“Suriye’de karanlıktaydık, Türkiye’de ışığa ulaştık.”
Türkiye’deki pek çok göçmen aile gibi savaş nedeniyle Suriye’den göç eden El Ahmed ailesinin Türkiye’deki ilk durağı Kilis, sonrasında ise Ankara olur. Kilis’te tek göz odada Türkiye’ye merhaba diyen aile; ekonomik, kültürel ve sosyal açıdan sıkıntılarla karşılaşır. Şimdilerde Ankara’da ikamet eden yedi çocuklu El Ahmed ailesi, Kızılaykart programlarının da desteği ile uyum süreçlerini tamamlayarak Türkiye’deki yaşamın bir parçası olmuş durumda…
Ziyaretimizde baba Samir ve çocuklar bizi kapıda karşılıyor. Hep beraber oturma odasına geçiyoruz. Çocuklar büyük bir neşe ve heyecanla karşımızdaki kanepeye diziliyorlar. Hepsi de çok neşeli görünüyor.
Ziraat mühendisi olan Samir, savaş öncesi dönemde tavuk çiftliği ve sera sahibi olduğunu anlatıyor. Suriye’deyken geçim kaynakları oldukça iyi olan ailenin altısı kız, biri erkek olmak üzere yedi çocuğu var. Çocukların yaşları 8 ile 21 arasında değişiyor. Çocuklar Türkçeyi iyi anlıyorlar ancak konuşmakta biraz zorlanıyorlar. Onlara en sevdikleri dersleri soruyoruz: Ali en çok İngilizceyi, Nur Türkçeyi, Sidre ise matematiği seviyor. Okulu diğerlerinden daha geç bittiği için Rami bize sonradan katılıyor. 80 yaşındaki Hatice nine, çocuklara sevgiyle bakıyor; yaşlı gözleri yorgun ve merhametli.
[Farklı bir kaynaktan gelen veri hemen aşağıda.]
//! A serving process: the accept loop, the connection handshake and the
//! standby-then-primary startup sequence.

use std::net::SocketAddr;
use std::str::FromStr;
use std::sync::Arc;
use std::time::Duration;

use bytes::Bytes;
use futures::{SinkExt, StreamExt};
use roomcast_rt::tasks::{
    self as rt,
    codec::{Framed, FramedParts, LinesCodec},
    io::{AsyncRead, AsyncWrite},
    net::TcpListener,
};

use crate::agent;
use crate::config::{NodeConfig, Role};
use crate::error::{HandshakeError, NodeError};
use crate::registry::RoomRegistry;
use crate::replication::{self, wire, BackupHandle, Promotion, Replica, Standby, REPLICATE_COMMAND};
use crate::store::{RoomId, Stores};

const ROOMS_COMMAND: &str = "ROOMS";
const JOIN_COMMAND: &str = "JOIN";
const ACCEPT_BACKOFF: Duration = Duration::from_millis(100);

/// First line of every connection.
#[derive(Debug, Clone, PartialEq, Eq)]
pub enum Handshake {
    /// `JOIN <room> [user]`
    Join {
        room_id: RoomId,
        user: Option<String>,
    },
    /// `ROOMS`
    Rooms,
    /// `REPLICATE`
    Replicate,
}

impl FromStr for Handshake {
    type Err = HandshakeError;

    fn from_str(line: &str) -> Result<Self, Self::Err> {
        let mut words = line.split_whitespace();
        let command = words.next().ok_or(HandshakeError::Empty)?;
        let handshake = match command {
            JOIN_COMMAND => {
                let room_id = words.next().ok_or(HandshakeError::MissingRoom)?;
                if !is_valid_room_id(room_id) {
                    return Err(HandshakeError::InvalidRoom(room_id.to_string()));
                }
                Handshake::Join {
                    room_id: room_id.to_string(),
                    user: words.next().map(str::to_string),
                }
            }
            ROOMS_COMMAND => Handshake::Rooms,
            REPLICATE_COMMAND => Handshake::Replicate,
            other => return Err(HandshakeError::UnknownCommand(other.to_string())),
        };
        match words.next() {
            Some(extra) => Err(HandshakeError::TrailingArgument(extra.to_string())),
            None => Ok(handshake),
        }
    }
}

pub fn is_valid_room_id(room_id: &str) -> bool {
    !room_id.is_empty() && room_id.bytes().all(|b| b.is_ascii_alphanumeric())
}

/// A process serving as primary. Cheap to clone.
#[derive(Debug, Clone)]
pub struct Node {
    config: Arc<NodeConfig>,
    stores: Stores,
    registry: RoomRegistry,
    backup: BackupHandle,
}

impl Node {
    /// Starts the backup hub over `stores`. Room hubs start on demand.
    /// Must run inside the runtime.
    pub fn primary(config: NodeConfig, stores: Stores) -> Self {
        let backup = BackupHandle::start(&stores, config.handoff, config.backup_mailbox);
        let registry = RoomRegistry::new(stores.clone(), backup.clone(), config.room_mailbox);
        Self {
            config: Arc::new(config),
            stores,
            registry,
            backup,
        }
    }

    pub fn config(&self) -> &NodeConfig {
        &self.config
    }

    pub fn stores(&self) -> &Stores {
        &self.stores
    }

    pub fn registry(&self) -> &RoomRegistry {
        &self.registry
    }

    pub fn backup(&self) -> &BackupHandle {
        &self.backup
    }

    pub fn list_rooms(&self) -> Vec<RoomId> {
        self.registry.list_rooms()
    }

    /// Accepts connections forever, one task each.
    pub async fn serve(self, listener: TcpListener) {
        loop {
            let (stream, peer) = match listener.accept().await {
                Ok(accepted) => accepted,
                Err(error) => {
                    tracing::warn!(%error, "accept failed");
                    rt::sleep(ACCEPT_BACKOFF).await;
                    continue;
                }
            };
            if let Err(error) = stream.set_nodelay(true) {
                tracing::debug!(%peer, %error, "cannot disable nagle");
            }
            let node = self.clone();
            rt::spawn(async move {
                tracing::trace!(%peer, "connection accepted");
                node.handle_connection(stream).await;
            });
        }
    }

    /// Reads the handshake line and hands the connection to the matching
    /// session.
    pub async fn handle_connection<T>(&self, io: T)
    where
        T: AsyncRead + AsyncWrite + Send + Unpin + 'static,
    {
        let codec = LinesCodec::new_with_max_length(self.config.client.max_line_len);
        let mut framed = Framed::new(io, codec);

        let line = match rt::timeout(self.config.handshake_timeout, framed.next()).await {
            Err(_) => {
                tracing::debug!("handshake timed out");
                return;
            }
            Ok(None) => return,
            Ok(Some(Err(error))) => {
                tracing::debug!(%error, "handshake read failed");
                return;
            }
            Ok(Some(Ok(line))) => line,
        };

        match line.parse::<Handshake>() {
            Err(error) => {
                tracing::warn!(%error, "rejecting connection");
                self.reply(&mut framed, format!("ERR {error}")).await;
            }
            Ok(Handshake::Rooms) => {
                let rooms = self.list_rooms().join(";");
                self.reply(&mut framed, rooms).await;
            }
            Ok(Handshake::Join { room_id, user }) => {
                let room = self.registry.get_or_create(&room_id);
                agent::serve_chat(framed, room, user, self.config.client.clone()).await;
            }
            Ok(Handshake::Replicate) => {
                // Keep whatever the peer pipelined after the handshake line
                let lines = framed.into_parts();
                let mut parts = FramedParts::new::<Bytes>(
                    lines.io,
                    wire::codec(self.config.link.max_frame_len),
                );
                parts.read_buf = lines.read_buf;
                parts.write_buf = lines.write_buf;
                replication::serve_replica(
                    Framed::from_parts(parts),
                    self.backup.clone(),
                    self.config.link.clone(),
                )
                .await;
            }
        }
    }

    async fn reply<T>(&self, framed: &mut Framed<T, LinesCodec>, line: String)
    where
        T: AsyncRead + AsyncWrite + Unpin,
    {
        match rt::timeout(self.config.client.write_wait, framed.send(line)).await {
            Ok(Ok(())) => {}
            Ok(Err(error)) => tracing::debug!(%error, "reply failed"),
            Err(_) => tracing::debug!("reply timed out"),
        }
        let closing = SinkExt::<String>::close(framed);
        let _ = rt::timeout(self.config.client.write_wait, closing).await;
    }
}

/// A node ready to serve.
#[derive(Debug)]
pub struct Startup {
    pub node: Node,
    pub listener: TcpListener,
    /// Set when the process started as a standby and took over.
    pub promotion: Option<Promotion>,
}

impl Startup {
    pub fn local_addr(&self) -> Result<SocketAddr, NodeError> {
        Ok(self.listener.local_addr()?)
    }
}

/// Brings a node up over `stores`. A standby mirrors its primary into
/// `stores` first and only returns once it has been promoted.
pub async fn start(config: NodeConfig, stores: Stores) -> Result<Startup, NodeError> {
    let promotion = match config.role {
        Role::Primary => None,
        Role::Standby => {
            tracing::info!(primary = %config.standby.primary_addr, "starting as standby");
            let replica = Replica::new(stores.clone());
            let standby = Standby::new(config.standby.clone(), config.link.clone(), replica);
            let promotion = standby.run().await;
            tracing::info!(
                failed_attempts = promotion.failed_attempts,
                error = %promotion.last_error,
                rooms = stores.log.room_ids().len(),
                "primary unreachable, serving as primary"
            );
            Some(promotion)
        }
    };

    let listener = TcpListener::bind(config.listen)
        .await
        .map_err(|source| NodeError::Bind {
            addr: config.listen,
            source,
        })?;
    let node = Node::primary(config, stores);
    Ok(Startup {
        node,
        listener,
        promotion,
    })
}

/// Starts and serves until the process is killed.
pub async fn run(config: NodeConfig) -> Result<(), NodeError> {
    let startup = start(config, Stores::new()).await?;
    tracing::info!(addr = %startup.local_addr()?, handoff = ?startup.node.config().handoff, "listening");
    startup.node.serve(startup.listener).await;
    Ok(())
}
Baba Samir, Türkiye’ye geliş süreçlerinden bahsediyor. Suriye Krizi ilk başladığında yaşadıkları yerden kopmamak için direnen aile, yaşadıkları mahalle bombalanmaya başlayınca eşyalarını toplayıp başka bir kasabaya taşınıyor. Ancak taşındıkları kasabada bombardıman devam edince Suriye içinde görece daha güvenli olan bölgelere giderek hayatta kalmaya çalışıyorlar. Baba Samir, o günleri sesi titreyerek “Bombardımandan kaçarak farklı yerlere gidiyorduk ancak bir süre sonra yine taşınmak zorunda kalıyorduk.” diye anlatıyor… Yedi çocuğunun, eşinin ve Hatice ninenin sorumluluğu Samir’i öylesine yıpratıyor ki son çare olarak 2013 yılında Türkiye’ye göç etmeye karar veriyorlar.
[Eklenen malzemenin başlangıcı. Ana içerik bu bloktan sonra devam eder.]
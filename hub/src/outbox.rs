//! Bounded outbound queue between a hub and the pump that writes to a
//! transport.
//!
//! The hub owns the [`Subscriber`] half and is the only one able to close
//! it. The connection owns the [`Inbox`] half. Closing is explicit: once the
//! queued items are drained the inbox yields [`Recv::Closed`] with the
//! reason, which callers can tell apart from "nothing queued yet".

use bytes::Bytes;
use roomcast_rt::tasks::mpsc;
use std::sync::atomic::{AtomicU64, Ordering};
use std::sync::{Arc, OnceLock};

pub type ClientId = u64;

static NEXT_CLIENT_ID: AtomicU64 = AtomicU64::new(1);

/// One message handed to a chat subscriber.
#[derive(Debug, Clone, PartialEq, Eq)]
pub struct Delivery {
    /// Position of the message in the room log.
    pub seq: usize,
    pub payload: Bytes,
    /// Set on the first replayed message the user has not seen before.
    pub unread_boundary: bool,
}

#[derive(Debug, Clone, Copy, PartialEq, Eq)]
pub enum CloseReason {
    /// The connection asked to leave.
    Unregistered,
    /// The queue was full when the hub tried to deliver.
    Overflow,
    /// The hub stopped, or never accepted the subscriber.
    Shutdown,
}

#[derive(Debug, PartialEq, Eq)]
pub enum Recv<T> {
    Item(T),
    Closed(CloseReason),
}

#[derive(Debug, PartialEq, Eq)]
pub enum TryRecv<T> {
    Item(T),
    Empty,
    Closed(CloseReason),
}

#[derive(Debug, Clone, Copy, PartialEq, Eq, thiserror::Error)]
pub enum DeliverError {
    #[error("outbound queue is full")]
    Full,
    #[error("outbound queue is closed")]
    Closed,
}

/// Creates a queue holding at most `capacity` undelivered items.
pub fn channel<T>(capacity: usize, user: Option<String>) -> (Subscriber<T>, Inbox<T>) {
    let id = NEXT_CLIENT_ID.fetch_add(1, Ordering::Relaxed);
    let (tx, rx) = mpsc::channel(capacity.max(1));
    let reason = Arc::new(OnceLock::new());
    (
        Subscriber {
            id,
            user,
            tx,
            reason: reason.clone(),
        },
        Inbox { id, rx, reason },
    )
}

/// Producer half, owned by exactly one hub.
#[derive(Debug)]
pub struct Subscriber<T> {
    id: ClientId,
    user: Option<String>,
    tx: mpsc::Sender<T>,
    reason: Arc<OnceLock<CloseReason>>,
}

impl<T> Subscriber<T> {
    pub fn id(&self) -> ClientId {
        self.id
    }

    pub fn user(&self) -> Option<&str> {
        self.user.as_deref()
    }

    /// Non-blocking enqueue.
    pub fn try_deliver(&self, item: T) -> Result<(), DeliverError> {
        self.tx.try_send(item).map_err(|err| match err {
            mpsc::TrySendError::Full(_) => DeliverError::Full,
            mpsc::TrySendError::Closed(_) => DeliverError::Closed,
        })
    }

    /// Enqueue, waiting for the consumer to make room.
    pub async fn deliver(&self, item: T) -> Result<(), DeliverError> {
        self.tx
            .send(item)
            .await
            .map_err(|_| DeliverError::Closed)
    }

    /// Ends the stream. The inbox still drains what is already queued.
    pub fn close(self, reason: CloseReason) {
        let _ = self.reason.set(reason);
    }
}

/// Consumer half, owned by the connection.
#[derive(Debug)]
pub struct Inbox<T> {
    id: ClientId,
    rx: mpsc::Receiver<T>,
    reason: Arc<OnceLock<CloseReason>>,
}

impl<T> Inbox<T> {
    pub fn id(&self) -> ClientId {
        self.id
    }

    pub async fn recv(&mut self) -> Recv<T> {
        match self.rx.recv().await {
            Some(item) => Recv::Item(item),
            None => Recv::Closed(self.close_reason()),
        }
    }

    pub fn try_recv(&mut self) -> TryRecv<T> {
        match self.rx.try_recv() {
            Ok(item) => TryRecv::Item(item),
            Err(mpsc::TryRecvError::Empty) => TryRecv::Empty,
            Err(mpsc::TryRecvError::Disconnected) => TryRecv::Closed(self.close_reason()),
        }
    }

    fn close_reason(&self) -> CloseReason {
        self.reason.get().copied().unwrap_or(CloseReason::Shutdown)
    }
}

#[cfg(test)]
mod tests {
    use super::*;

    #[test]
    fn full_queue_is_reported_without_blocking() {
        let (subscriber, mut inbox) = channel::<u32>(2, None);
        assert_eq!(subscriber.try_deliver(1), Ok(()));
        assert_eq!(subscriber.try_deliver(2), Ok(()));
        assert_eq!(subscriber.try_deliver(3), Err(DeliverError::Full));
        assert_eq!(inbox.try_recv(), TryRecv::Item(1));
        assert_eq!(inbox.try_recv(), TryRecv::Item(2));
        assert_eq!(inbox.try_recv(), TryRecv::Empty);
    }

    #[test]
    fn close_drains_then_reports_reason() {
        let (subscriber, mut inbox) = channel::<u32>(4, Some("ann".into()));
        assert_eq!(subscriber.user(), Some("ann"));
        subscriber.try_deliver(7).unwrap();
        subscriber.close(CloseReason::Overflow);
        assert_eq!(inbox.try_recv(), TryRecv::Item(7));
        assert_eq!(inbox.try_recv(), TryRecv::Closed(CloseReason::Overflow));
    }

    #[test]
    fn dropped_subscriber_reads_as_shutdown() {
        let (subscriber, mut inbox) = channel::<u32>(1, None);
        drop(subscriber);
        assert_eq!(inbox.try_recv(), TryRecv::Closed(CloseReason::Shutdown));
    }

    #[test]
    fn delivering_to_a_dropped_inbox_fails() {
        let (subscriber, inbox) = channel::<u32>(1, None);
        assert_eq!(subscriber.id(), inbox.id());
        drop(inbox);
        assert_eq!(subscriber.try_deliver(1), Err(DeliverError::Closed));
    }

    #[test]
    fn ids_are_unique() {
        let (a, _ia) = channel::<u32>(1, None);
        let (b, _ib) = channel::<u32>(1, None);
        assert_ne!(a.id(), b.id());
    }
}
use std::net::SocketAddr;
use std::time::Duration;

/// What a room hub does when the backup hub's mailbox is full.
#[derive(Debug, Clone, Copy, Default, PartialEq, Eq)]
pub enum HandoffPolicy {
    /// Wait for room. A stalled replica stalls every room's broadcasts, but
    /// no record is ever lost between the log and the replica.
    #[default]
    Blocking,
    /// Drop the record and count it. Replica queues that overflow are cut
    /// off. Replicas notice the sequence gap and resynchronise.
    DropOnFull,
}

#[derive(Debug, Clone, Copy, Default, PartialEq, Eq)]
pub enum Role {
    #[default]
    Primary,
    /// Mirror a primary and take over once it cannot be reached.
    Standby,
}

/// Keepalive and queue settings for a replication link. Both ends use the
/// same values.
#[derive(Debug, Clone)]
pub struct LinkConfig {
    /// Frames queued for one replica before the policy kicks in.
    pub queue_capacity: usize,
    /// Time allowed for a single frame write.
    pub write_wait: Duration,
    /// Silence tolerated from the peer before the link is declared dead.
    pub pong_wait: Duration,
    /// Interval between pings. Must be shorter than `pong_wait`.
    pub ping_period: Duration,
    pub max_frame_len: usize,
}

impl LinkConfig {
    /// Derives the ping period as 9/10 of `pong_wait`.
    pub fn with_pong_wait(mut self, pong_wait: Duration) -> Self {
        self.pong_wait = pong_wait;
        self.ping_period = pong_wait * 9 / 10;
        self
    }
}

impl Default for LinkConfig {
    fn default() -> Self {
        Self {
            queue_capacity: 256,
            write_wait: Duration::from_secs(10),
            pong_wait: Duration::from_secs(60),
            ping_period: Duration::from_secs(54),
            max_frame_len: 1024 * 1024,
        }
    }
}

#[derive(Debug, Clone)]
pub struct ClientConfig {
    /// Messages queued for one chat client, history replay included.
    pub queue_capacity: usize,
    pub max_line_len: usize,
    pub write_wait: Duration,
}

impl Default for ClientConfig {
    fn default() -> Self {
        Self {
            queue_capacity: 1024,
            max_line_len: 4096,
            write_wait: Duration::from_secs(10),
        }
    }
}

#[derive(Debug, Clone)]
pub struct StandbyConfig {
    /// `host:port` of the primary.
    pub primary_addr: String,
    /// Failed connects tolerated before promotion.
    pub connect_attempts: u32,
    /// First retry delay, doubled after every failure.
    pub retry_backoff: Duration,
    pub connect_timeout: Duration,
}

impl StandbyConfig {
    const MAX_BACKOFF: Duration = Duration::from_secs(30);

    /// Delay before retrying after the `failures`-th failed connect.
    pub fn backoff(&self, failures: u32) -> Duration {
        let factor = 1u32 << failures.saturating_sub(1).min(16);
        self.retry_backoff
            .saturating_mul(factor)
            .min(Self::MAX_BACKOFF)
    }
}

impl Default for StandbyConfig {
    fn default() -> Self {
        Self {
            primary_addr: "localhost:8080".to_string(),
            connect_attempts: 3,
            retry_backoff: Duration::from_millis(500),
            connect_timeout: Duration::from_secs(5),
        }
    }
}

#[derive(Debug, Clone)]
pub struct NodeConfig {
    pub listen: SocketAddr,
    pub role: Role,
    pub standby: StandbyConfig,
    pub handoff: HandoffPolicy,
    pub link: LinkConfig,
    pub client: ClientConfig,
    pub handshake_timeout: Duration,
    pub room_mailbox: usize,
    pub backup_mailbox: usize,
}

impl Default for NodeConfig {
    fn default() -> Self {
        Self {
            listen: SocketAddr::from(([0, 0, 0, 0], 8080)),
            role: Role::Primary,
            standby: StandbyConfig::default(),
            handoff: HandoffPolicy::Blocking,
            link: LinkConfig::default(),
            client: ClientConfig::default(),
            handshake_timeout: Duration::from_secs(10),
            room_mailbox: 256,
            backup_mailbox: 1024,
        }
    }
}

#[cfg(test)]
mod tests {
    use super::*;

    #[test]
    fn backoff_doubles_and_caps() {
        let standby = StandbyConfig {
            retry_backoff: Duration::from_millis(100),
            ..StandbyConfig::default()
        };
        assert_eq!(standby.backoff(1), Duration::from_millis(100));
        assert_eq!(standby.backoff(2), Duration::from_millis(200));
        assert_eq!(standby.backoff(4), Duration::from_millis(800));
        assert_eq!(standby.backoff(40), Duration::from_secs(30));
    }

    #[test]
    fn ping_period_follows_pong_wait() {
        let link = LinkConfig::default().with_pong_wait(Duration::from_secs(10));
        assert_eq!(link.ping_period, Duration::from_secs(9));
    }
}
//! Tokio.rs reexports to prevent tokio dependencies within external code

pub use tokio::sync::oneshot::{channel, error::RecvError, Receiver, Sender};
Türkiye’de ilk olarak Kilis’e yerleşen aile, küçük bir odayı 50 TL’ye kiralıyor ve 9 nüfusla bu odada yaşamaya başlıyor. Daha sonra kendilerine ulaşan bir akrabaları aracılığı ile Ankara’ya taşınıyorlar.
Birkaç hafta akrabalarına misafir olan El Ahmed ailesi, akrabalarına yük olmak istemiyor ve bir ev kiralıyor. “Tüm komşularımız sağ olsun, taşındığımızı duyduklarında bize yardım etmek için ellerinden geleni yaptılar. Kimisi koltuk, kimisi halı, kimisi minder getirerek bir ev kurmamıza yardım ettiler.” diyor, Samir El Ahmed. Aile, geçimini bir süre Samir’in bulduğu inşaat ve bahçecilik işleri ile sağlıyor.
“Ankara’ya ilk geldiğimizde çocuklar uçak gördükleri zaman çok korkuyorlardı. Uçakların yaşadığımız yeri bombalayacaklarını düşünüyorlardı.”
Ankara’ya ilk geldiklerinde yüksek seslerden irkildiklerini anlatan Fazilet Hanım “Ankara’ya ilk geldiğimizde çocuklar uçak gördükleri zaman çok korkuyorlardı. Uçakların yaşadığımız yeri de bombalayacaklarını düşünüyorlardı.” diyor gözleri dolarak.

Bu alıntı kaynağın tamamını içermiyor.